• [Exercise aim]: Repeat the records word for word.

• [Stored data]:

+ + + + +

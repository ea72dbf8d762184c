//! API response types and wrappers

use chrono::{DateTime, Utc};
use serde::{Deserialize, Serialize};

/// Standard API response wrapper
#[derive(Debug, Clone, Serialize, Deserialize)]
pub struct ApiResponse<T> {
    /// Whether the request was successful
    pub success: bool,

    /// Response data (present on success)
    #[serde(skip_serializing_if = "Option::is_none")]
    pub data: Option<T>,

    /// Error message (present on failure)
    #[serde(skip_serializing_if = "Option::is_none")]
    pub error: Option<String>,

    /// Response timestamp
    pub timestamp: DateTime<Utc>,

    /// Request ID for tracing
    #[serde(skip_serializing_if = "Option::is_none")]
    pub request_id: Option<String>,
}

impl<T> ApiResponse<T> {
    /// Create a successful response
    pub fn success(data: T) -> Self {
        Self {
            success: true,
            data: Some(data),
            error: None,
            timestamp: Utc::now(),
            request_id: None,
        }
    }

    /// Create an error response
    pub fn error(error: impl Into<String>) -> Self {
        Self {
            success: false,
            data: None,
            error: Some(error.into()),
            timestamp: Utc::now(),
            request_id: None,
        }
    }

    /// Add request ID for tracing
    pub fn with_request_id(mut self, request_id: impl Into<String>) -> Self {
        self.request_id = Some(request_id.into());
        self
    }

    /// Check if the response is successful
    pub fn is_success(&self) -> bool {
        self.success
    }

    /// Extract the data, consuming the response
    pub fn into_data(self) -> Option<T> {
        self.data
    }

    /// Map the data to a different type
    pub fn map<U, F>(self, f: F) -> ApiResponse<U>
    where
        F: FnOnce(T) -> U,
    {
        ApiResponse {
            success: self.success,
            data: self.data.map(f),
            error: self.error,
            timestamp: self.timestamp,
            request_id: self.request_id,
        }
    }
}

+ + + + +

• [Result for this task]:
repository ea72dbf8d762184c
//! API response types and wrappers

use chrono::{DateTime, Utc};
use serde::{Deserialize, Serialize};

/// Standard API response wrapper
#[derive(Debug, Clone, Serialize, Deserialize)]
pub struct ApiResponse<T> {
    /// Whether the request was successful
    pub success: bool,

    /// Response data (present on success)
    #[serde(skip_serializing_if = "Option::is_none")]
    pub data: Option<T>,

    /// Error message (present on failure)
    #[serde(skip_serializing_if = "Option::is_none")]
    pub error: Option<String>,

    /// Response timestamp
    pub timestamp: DateTime<Utc>,

    /// Request ID for tracing
    #[serde(skip_serializing_if = "Option::is_none")]
    pub request_id: Option<String>,
}

impl<T> ApiResponse<T> {
    /// Create a successful response
    pub fn success(data: T) -> Self {
        Self {
            success: true,
            data: Some(data),
            error: None,
            timestamp: Utc::now(),
            request_id: None,
        }
    }

    /// Create an error response
    pub fn error(error: impl Into<String>) -> Self {
        Self {
            success: false,
            data: None,
            error: Some(error.into()),
            timestamp: Utc::now(),
            request_id: None,
        }
    }

    /// Add request ID for tracing
    pub fn with_request_id(mut self, request_id: impl Into<String>) -> Self {
        self.request_id = Some(request_id.into());
        self
    }

    /// Check if the response is successful
    pub fn is_success(&self) -> bool {
        self.success
    }

    /// Extract the data, consuming the response
    pub fn into_data(self) -> Option<T> {
        self.data
    }

    /// Map the data to a different type
    pub fn map<U, F>(self, f: F) -> ApiResponse<U>
    where
        F: FnOnce(T) -> U,
    {
        ApiResponse {
            success: self.success,
            data: self.data.map(f),
            error: self.error,
            timestamp: self.timestamp,
            request_id: self.request_id,
        }
    }
}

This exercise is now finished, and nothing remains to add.